Dismantling the NPfIT would be highly contentious, so it's is perhaps understandable that the coalition would like to punt the issue into the long grass. That said, the Programme for Government does point to future reforms that are bound to have an impact on NHS IT.
The Tories have long argued that IT procurement in the NHS should be decentralised, and this view certainly chimes with the programme's goal of " advancing democracy at a local level".
For some time now local NHS trusts have been able to procure IT outside the strictures of the NPfIT, and this trend may now receive more encouragement from Whitehall.
In a conversation with Computing last month, former Department of Health CIO Matthew Swindells argued that technology would help the government make difficult decisions regarding the NHS.
Specifically, he argued that the publication of performance information online would make difficult decisions – potentially around closing hospitals – easier, and more community driven. He also said that publishing this information would be unpopular within the NHS because of its inherent view of the public "which harks back to the paternalistic attitude of the 1950s".
On this issue, the government and Swindells are very much in tune, with the programme calling for more performance information to be published online based on patients rating hospitals and doctors according to the quality of care their receive.

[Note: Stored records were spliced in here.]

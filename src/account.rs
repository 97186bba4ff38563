use rust_decimal::Decimal;
use serde::{Deserialize, Serialize};

use crate::transaction::{AccountId, CustomerId};

#[derive(Debug, Clone, Copy, PartialEq, Eq, Serialize, Deserialize)]
#[serde(rename_all = "lowercase")]
pub enum AccountStatus {
    Active,
    Closed,
}

/// A customer account with its current balance in currency minor units.
///
/// The balance is private: it moves only through the crate-internal
/// [`debit`](Account::debit) and [`credit`](Account::credit) methods, which
/// the ledger store calls on behalf of the transaction processor.
#[derive(Debug, Clone, PartialEq)]
pub struct Account {
    pub id: AccountId,
    pub customer_id: CustomerId,
    balance: Decimal,
    pub currency: String,
    pub status: AccountStatus,
}

impl Account {
    pub fn new(
        id: AccountId,
        customer_id: CustomerId,
        balance: Decimal,
        currency: impl Into<String>,
        status: AccountStatus,
    ) -> Self {
        Self {
            id,
            customer_id,
            balance,
            currency: currency.into(),
            status,
        }
    }

    pub fn balance(&self) -> Decimal {
        self.balance
    }

    pub fn is_active(&self) -> bool {
        self.status == AccountStatus::Active
    }

    /// Decreases the balance by `amount` and returns the new balance.
    /// `None` means the funds were insufficient and the balance is untouched;
    /// a committed balance can never be negative.
    pub(crate) fn debit(&mut self, amount: Decimal) -> Option<Decimal> {
        if self.balance < amount {
            return None;
        }
        self.balance -= amount;
        Some(self.balance)
    }

    /// Increases the balance by `amount` and returns the new balance.
    pub(crate) fn credit(&mut self, amount: Decimal) -> Decimal {
        self.balance += amount;
        self.balance
    }
}
use std::collections::HashMap;

use rust_decimal::Decimal;
use thiserror::Error;

use crate::account::Account;
use crate::transaction::AccountId;

#[derive(Debug, Error)]
pub enum LedgerError {
    #[error("account not found: {0}")]
    NotFound(AccountId),
    #[error("insufficient funds")]
    InsufficientFunds,
}

/// Holds the current balance of every account.
///
/// Each operation is a complete check-and-mutate unit over `&mut self`, so a
/// caller that serializes access (the in-memory processor keeps the store
/// behind one lock) gets atomic conditional updates for free: a debit either
/// lands with a non-negative result or reports [`LedgerError::InsufficientFunds`]
/// without touching the balance.
///
/// Closed accounts are soft-deleted: every lookup treats them as absent.
#[derive(Debug, Default)]
pub struct LedgerStore {
    accounts: HashMap<AccountId, Account>,
}

impl LedgerStore {
    pub fn insert(&mut self, account: Account) {
        self.accounts.insert(account.id, account);
    }

    pub fn get(&self, id: AccountId) -> Result<&Account, LedgerError> {
        self.accounts
            .get(&id)
            .filter(|acc| acc.is_active())
            .ok_or(LedgerError::NotFound(id))
    }

    pub fn accounts(&self) -> impl Iterator<Item = &Account> {
        self.accounts.values()
    }

    /// Decreases the balance of `id` by `amount`; the resulting balance is
    /// never allowed below zero.
    pub fn debit(&mut self, id: AccountId, amount: Decimal) -> Result<Decimal, LedgerError> {
        self.get_active_mut(id)?
            .debit(amount)
            .ok_or(LedgerError::InsufficientFunds)
    }

    /// Increases the balance of `id` by `amount`.
    pub fn credit(&mut self, id: AccountId, amount: Decimal) -> Result<Decimal, LedgerError> {
        Ok(self.get_active_mut(id)?.credit(amount))
    }

    /// Moves `amount` from `source_id` to `dest_id` as one indivisible unit,
    /// returning both updated balances.
    pub fn transfer(
        &mut self,
        source_id: AccountId,
        dest_id: AccountId,
        amount: Decimal,
    ) -> Result<(Decimal, Decimal), LedgerError> {
        // resolve the destination before either balance moves, so a failed
        // transfer can never leave a half-applied state behind
        self.get(dest_id)?;
        let source_balance = self.debit(source_id, amount)?;
        let dest_balance = self.credit(dest_id, amount)?;
        Ok((source_balance, dest_balance))
    }

    fn get_active_mut(&mut self, id: AccountId) -> Result<&mut Account, LedgerError> {
        self.accounts
            .get_mut(&id)
            .filter(|acc| acc.is_active())
            .ok_or(LedgerError::NotFound(id))
    }
}

#[cfg(test)]
mod tests {
    use uuid::Uuid;

    use crate::account::AccountStatus;

    use super::*;

    fn seeded(balance: u32) -> (LedgerStore, AccountId) {
        let mut store = LedgerStore::default();
        let id = Uuid::new_v4();
        store.insert(Account::new(
            id,
            Uuid::new_v4(),
            Decimal::from(balance),
            "IDR",
            AccountStatus::Active,
        ));
        (store, id)
    }

    #[test]
    fn get_missing_account() {
        let store = LedgerStore::default();
        let id = Uuid::new_v4();
        assert!(matches!(store.get(id), Err(LedgerError::NotFound(missing)) if missing == id));
    }

    #[test]
    fn closed_account_is_invisible() {
        let mut store = LedgerStore::default();
        let id = Uuid::new_v4();
        store.insert(Account::new(
            id,
            Uuid::new_v4(),
            Decimal::from(1_000),
            "IDR",
            AccountStatus::Closed,
        ));
        assert!(store.get(id).is_err());
        assert!(matches!(
            store.credit(id, Decimal::from(100)),
            Err(LedgerError::NotFound(_))
        ));
    }

    #[test]
    fn debit_and_credit_move_balance() {
        let (mut store, id) = seeded(50_000);
        assert_eq!(store.debit(id, Decimal::from(20_000)).unwrap(), Decimal::from(30_000));
        assert_eq!(store.credit(id, Decimal::from(5_000)).unwrap(), Decimal::from(35_000));
    }

    #[test]
    fn overdraft_is_rejected() {
        let (mut store, id) = seeded(5_000);
        assert!(matches!(
            store.debit(id, Decimal::from(10_000)),
            Err(LedgerError::InsufficientFunds)
        ));
        assert_eq!(store.get(id).unwrap().balance(), Decimal::from(5_000));
    }

    #[test]
    fn transfer_moves_both_balances() {
        let (mut store, source) = seeded(50_000);
        let dest = Uuid::new_v4();
        store.insert(Account::new(
            dest,
            Uuid::new_v4(),
            Decimal::ZERO,
            "IDR",
            AccountStatus::Active,
        ));

        let (source_balance, dest_balance) =
            store.transfer(source, dest, Decimal::from(20_000)).unwrap();
        assert_eq!(source_balance, Decimal::from(30_000));
        assert_eq!(dest_balance, Decimal::from(20_000));
    }

    #[test]
    fn transfer_to_missing_destination_touches_nothing() {
        let (mut store, source) = seeded(50_000);
        let dest = Uuid::new_v4();
        assert!(matches!(
            store.transfer(source, dest, Decimal::from(20_000)),
            Err(LedgerError::NotFound(missing)) if missing == dest
        ));
        assert_eq!(store.get(source).unwrap().balance(), Decimal::from(50_000));
    }

    #[test]
    fn transfer_without_funds_touches_nothing() {
        let (mut store, source) = seeded(5_000);
        let dest = Uuid::new_v4();
        store.insert(Account::new(
            dest,
            Uuid::new_v4(),
            Decimal::ZERO,
            "IDR",
            AccountStatus::Active,
        ));
        assert!(matches!(
            store.transfer(source, dest, Decimal::from(20_000)),
            Err(LedgerError::InsufficientFunds)
        ));
        assert_eq!(store.get(source).unwrap().balance(), Decimal::from(5_000));
        assert_eq!(store.get(dest).unwrap().balance(), Decimal::ZERO);
    }
}
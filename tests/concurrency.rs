use std::thread;

use rust_decimal::Decimal;
use uuid::Uuid;

use banking_ledger::account::{Account, AccountStatus};
use banking_ledger::processor::in_memory_processor::InMemoryTransactionProcessor;
use banking_ledger::processor::{TransactionProcessError, TransactionProcessor};
use banking_ledger::transaction::{AccountId, TransactionKind, TransactionRequest};

fn open_account(balance: i64) -> Account {
    Account::new(
        Uuid::new_v4(),
        Uuid::new_v4(),
        Decimal::from(balance),
        "IDR",
        AccountStatus::Active,
    )
}

fn request(
    kind: TransactionKind,
    amount: i64,
    account_id: AccountId,
    destination_account_id: Option<AccountId>,
) -> TransactionRequest {
    TransactionRequest {
        kind,
        amount: Decimal::from(amount),
        account_id,
        destination_account_id,
        note: None,
    }
}

/// Ten concurrent 10k debits against a 50k balance: exactly five can land,
/// the rest must fail on funds, and the balance never goes negative.
#[test]
fn concurrent_debits_never_overdraw() {
    let account = open_account(50_000);
    let id = account.id;
    let processor = InMemoryTransactionProcessor::with_accounts([account]);

    let results: Vec<_> = thread::scope(|scope| {
        let handles: Vec<_> = (0..10)
            .map(|_| {
                let processor = &processor;
                scope.spawn(move || processor.process(request(TransactionKind::Debit, 10_000, id, None)))
            })
            .collect();
        handles.into_iter().map(|h| h.join().unwrap()).collect()
    });

    let succeeded = results.iter().filter(|r| r.is_ok()).count();
    assert_eq!(succeeded, 5);
    for result in results {
        if let Err(err) = result {
            assert!(matches!(err, TransactionProcessError::InsufficientFunds));
        }
    }

    assert_eq!(processor.account(id).unwrap().balance(), Decimal::ZERO);
    assert_eq!(processor.transactions_for_account(id).unwrap().len(), 5);
}

/// Transfers running in opposite directions between the same pair of
/// accounts must complete (no deadlock) and conserve the total.
#[test]
fn opposing_transfers_conserve_funds() {
    let a = open_account(100_000);
    let b = open_account(100_000);
    let (a_id, b_id) = (a.id, b.id);
    let processor = InMemoryTransactionProcessor::with_accounts([a, b]);

    thread::scope(|scope| {
        for (from, to) in [(a_id, b_id), (b_id, a_id)] {
            let processor = &processor;
            scope.spawn(move || {
                for _ in 0..20 {
                    // rejections are fine, partial application is not
                    let _ = processor.process(request(TransactionKind::Transfer, 10_000, from, Some(to)));
                }
            });
        }
    });

    let a_balance = processor.account(a_id).unwrap().balance();
    let b_balance = processor.account(b_id).unwrap().balance();
    assert!(a_balance >= Decimal::ZERO);
    assert!(b_balance >= Decimal::ZERO);
    assert_eq!(a_balance + b_balance, Decimal::from(200_000));
}

/// Credits have no precondition, so every concurrent credit must land and
/// each must leave exactly one journal record.
#[test]
fn concurrent_credits_all_land() {
    let account = open_account(0);
    let id = account.id;
    let processor = InMemoryTransactionProcessor::with_accounts([account]);

    thread::scope(|scope| {
        for _ in 0..8 {
            let processor = &processor;
            scope.spawn(move || {
                processor
                    .process(request(TransactionKind::Credit, 1_000, id, None))
                    .unwrap();
            });
        }
    });

    assert_eq!(processor.account(id).unwrap().balance(), Decimal::from(8_000));
    assert_eq!(processor.transactions_for_account(id).unwrap().len(), 8);
}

Meanwhile, Tory plans to replace the Summary Care Records system with some form of personalised web-based records system using either Google or Microsoft technology have been ditched in favour of a vague pledge to "put patients in charge of making decisions about their care including control of their health records".
This may be an oblique reference to a recent decision by Connecting for Health and the BMA to work together to make patients aware of the the Summary Care Records "opt out" clause.
Finally, the programme does retain a Liberal Democrat pledge to use technology to help people communicate with their GPs, with plans for a single urgent care number to go head.